Truth be told, the mountain gives Bob Grey the creeps.
He steers the cube truck up the winding road. Hits the wipers. Snow begins to pelt the windshield. There’s a blizzard coming down from the Canadian Rockies that will hit later next week.
“Getting icy,” he says into the Bluetooth headset.
“Take her easy,” Gary Meyers says. Gary is in the Dodge Ram behind Bob’s truck.
“What’s the name of this show again?” Bob says.
“Enter the Night,” Gary says.
“How about let’s get the fuck off this mountain? I’ll star in that show,” Bob says, and Gary meets this with braying laughter.
He steers the truck around a switchback and continues up the mountain. Takes a swig of coffee from his travel mug. It’s now lukewarm and bitter, but it’s better than nothing. “Why would anyone want to film a reality show up here?”
Gary says, “Couldn’t be Hawaii or South Beach, could it?”
“Honeys in bikinis and drinking on the beach. That’d be more like it.”
They’d passed the abandoned military base at the foot of the mountain, where rusted tanks and trucks sat abandoned behind chain link fence. Bob is glad they don’t have to drive up to the abandoned hospital near the top of the mountain. He’s grateful to be stopping midway at the lodge.
“Lodge should be coming up,” Gary says.
Bob spots the rustic sign in his headlights. It reads: Iron Mountain Lodge. He brakes and turns onto the road that goes to the lodge.

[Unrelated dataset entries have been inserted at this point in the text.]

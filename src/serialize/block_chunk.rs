//! `BlockChunk` (version 3) — heightmap + tintmap (`spec.md` §4.4).

use crate::chunk::Chunk;
use crate::codec::palette;

/// `bool needs_physics=false`, a `ShortBytePalette` of the heightmap, then an
/// `IntBytePalette` of the tintmap.
pub fn encode(chunk: &Chunk) -> Vec<u8> {
    let mut out = Vec::new();
    out.push(0u8); // needs_physics = false

    let heightmap: Vec<u16> = (0..32).flat_map(|z| (0..32).map(move |x| (x, z))).map(|(x, z)| chunk.height(x, z).unwrap() as u16).collect();
    out.extend_from_slice(&palette::encode_short(&heightmap));

    let tint: Vec<u32> = (0..32).flat_map(|z| (0..32).map(move |x| (x, z))).map(|(x, z)| chunk.tint(x, z).unwrap()).collect();
    out.extend_from_slice(&palette::encode_int(&tint));

    out
}

/// Reverses [`encode`], returning `(heightmap, tint)` in `z*32+x` order.
pub fn decode(data: &[u8]) -> (Vec<u16>, Vec<u32>) {
    let (heightmap, consumed) = palette::decode_short(&data[1..]);
    let (tint, _) = palette::decode_int(&data[1 + consumed..]);
    (heightmap, tint)
}

#[cfg(test)]
mod tests {
    use super::*;

    #[test]
    fn uniform_column_encodes_compactly() {
        let mut chunk = Chunk::new(0, 0, 0, 320);
        for z in 0..32 {
            for x in 0..32 {
                chunk.set_height(x, z, 64).unwrap();
                chunk.set_tint(x, z, 0xFF5B9E28).unwrap();
            }
        }
        let data = encode(&chunk);
        assert_eq!(data[0], 0);
        let (heightmap, consumed) = palette::decode_short(&data[1..]);
        assert!(heightmap.iter().all(|&h| h == 64));
        let (tint, _) = palette::decode_int(&data[1 + consumed..]);
        assert!(tint.iter().all(|&t| t == 0xFF5B9E28));
    }
}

The road twists and turns. He wishes for a Red Bull and maybe some caffeine pills to keep him sharp. For now, he contends with shitty gas station coffee. Dozing off at the wheel up here would be deadly.
The lodge comes into view: it’s four stories tall. Miles of roof. Hundreds of windows. He knows it was a playground for the rich in the last century. The Rockafellers stayed here on a regular basis. Howard Hughes used to rent an entire floor for himself. Now it looks like it wants to swallow people whole. At least in the dark. It’s probably fine, maybe even nice inside.
He parks the truck near the front of the lodge. A massive covered porch runs the entire length of the building.
Lights appear in his side mirror; Gary pulls up behind him in the Dodge.
He spots the maintenance garage; that’s where they are to park the cube truck. It’s loaded with supplies for the week-long shoot.
Bob has driven truck all over the country. The current gig with Blackmore Productions isn’t bad. The pay is decent. He’s home for good chunks of time. But right now, he’s shivering and wants to be back at the Holiday Inn, where he can order a Philly cheese steak from room service and watch a pay-per-view movie.
He gets out of the truck and the wind screams. He holds onto his Blackmore Productions trucker’s cap to keep it from blowing away. He wishes he’d brought a winter hat.
Gary fumbles with the keys before inserting the right one in the lock. He gives it a turn and cranks the door handle.
“Don’t just stand there. Help me lift the bastard,” Gary says.
The hoist the garage door open and Bob spots a pickup truck with a snowplow attached. There’s also a vehicle with tracks that looks like it belongs to the ski patrol.
The boss wants them to leave the truck in the garage and the film crew will unpack it.
He notices an odd smell: body odor. Like someone hasn’t showered in a month. Once, he’d gotten a whiff of a homeless guy who accosted him for a handout in Nashville. It reminds Bob of that. “Smell that? It’s really rank.”
Gary says, “Probably a dead critter got stuck in here.”
“Smells so bad I can almost taste it. I’ll get the truck,” Bob says.
“I’ll guide you in,” Gary says.
As Bob walks to the truck, Snow whips into his face. The wind moans again. His warm room back at the hotel comes to mind again.
Bob picks up his pace and reaches the truck. He hops in the cab. As he’s about to start it up, he hears a high-pitched scream. Someone in terrible pain.
He keeps a .44 Smith & Wesson in a case under the seat when he drives. Bob’s kept it there ever since being beaten and robbed on a run through East St. Louis. He gets out the revolver and loads it. There are brown bears on the mountain and he sincerely hopes he’s not about to run into one of those.
Bob hops out, bracing himself against the wind. The snow picks up and the garage is now barely visible in the snow. It’s going to be a bitch driving down the mountain in this.
He reaches the open garage door. “Gary, you okay?” he calls.
The snow lets up long enough and Bob sees the man with Gary’s body draped over his shoulder. Blood drips down and stains the snow. The man looks back. He’s wearing some sort of old-fashioned, smoked goggles. A scarf covers his mouth and nose.
He turns and continues walking, carrying Gary like a sack of dry concrete.
“Hey! What the hell?”
Bob raises the Magnum, realizing Gary is in serious trouble, but he has no shot.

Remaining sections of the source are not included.